Le Canadien a fait un pari avec Kotkaniemi et l’a perdu. Mais disons-nous bien que d’autres équipes vivent la même chose. Sauf que ça se produit trop souvent avec les premiers choix du Tricolore.

C’est une preuve qu’il existe un problème sur le plan de l’évaluation et du développement.

À la défense du Canadien et des 31 autres équipes de la LNH, seuls les exceptionnels sont assurés de jouer dans le circuit à 18 ans et de connaître du succès sur-le-champ.

Le hockey est le seul sport nord-américain qui repêche ses futurs joueurs quand ils atteignent l’âge de la maturité.

Comment les recruteurs peuvent-ils prédire ce qu’un jeune adulte de 18 ans sera en mesure d’accomplir deux, trois, quatre ou cinq ans plus tard ?

Qu’à cela ne tienne, les amateurs qui ne pardonnent pas au Canadien d’avoir préféré Kotkaniemi à Brady Tkachuk vont continuer longtemps à pleurer dans leur bière.
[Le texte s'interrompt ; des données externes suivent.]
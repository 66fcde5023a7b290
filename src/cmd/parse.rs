use std::{fmt, vec};

use bytes::Bytes;

use crate::frame::Frame;

/// Consumes the elements of a request array one by one.
///
/// Commands pull their name and arguments out of a `Parse` instead of
/// indexing into the array, so a missing argument surfaces uniformly as
/// `EndOfStream`.
pub struct Parse {
    parts: vec::IntoIter<Frame>,
}

#[derive(Debug)]
pub enum ParseError {
    /// The command asked for another argument but the request array was
    /// exhausted.
    EndOfStream,
    Other(crate::Error),
}

impl Parse {
    pub fn new(frame: Frame) -> Result<Parse, ParseError> {
        let array = match frame {
            Frame::Array(array) => array,
            frame => {
                return Err(format!(
                    "protocol error; expected array of bulk strings, got {:?}",
                    frame
                )
                .into())
            }
        };

        Ok(Parse {
            parts: array.into_iter(),
        })
    }

    fn next(&mut self) -> Result<Frame, ParseError> {
        self.parts.next().ok_or(ParseError::EndOfStream)
    }

    pub fn next_string(&mut self) -> Result<String, ParseError> {
        match self.next()? {
            Frame::Simple(s) => Ok(s),
            Frame::Bulk(data) => String::from_utf8(data.to_vec())
                .map_err(|_| "protocol error; invalid string".into()),
            frame => Err(format!(
                "protocol error; expected simple or bulk frame, got {:?}",
                frame
            )
            .into()),
        }
    }

    pub fn next_bytes(&mut self) -> Result<Bytes, ParseError> {
        match self.next()? {
            Frame::Simple(s) => Ok(Bytes::from(s.into_bytes())),
            Frame::Bulk(data) => Ok(data),
            frame => Err(format!(
                "protocol error; expected simple or bulk frame, got {:?}",
                frame
            )
            .into()),
        }
    }
}

impl From<String> for ParseError {
    fn from(src: String) -> ParseError {
        ParseError::Other(src.into())
    }
}

impl From<&str> for ParseError {
    fn from(src: &str) -> ParseError {
        src.to_string().into()
    }
}

impl fmt::Display for ParseError {
    fn fmt(&self, f: &mut fmt::Formatter) -> fmt::Result {
        match self {
            ParseError::EndOfStream => "protocol error; unexpected end of stream".fmt(f),
            ParseError::Other(err) => err.fmt(f),
        }
    }
}

impl std::error::Error for ParseError {}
Quant à Kotkaniemi, il se retrouvera dans un environnement où il pourrait sortir de sa coquille. Ses nouveaux coéquipiers Sebastian Aho et Teuvo Teravainen seront là pour l’épauler.

De plus, l’entraîneur Rod Brind’Amour, qui a connu une longue et fructueuse carrière en tant que joueur dans la LNH, est reconnu pour être apprécié de ses joueurs.

Produira-t-il à la hauteur de son salaire de six millions $ ?

Sans doute que non, mais s’il débloque, Bergevin et ses lieutenants vont en entendre parler.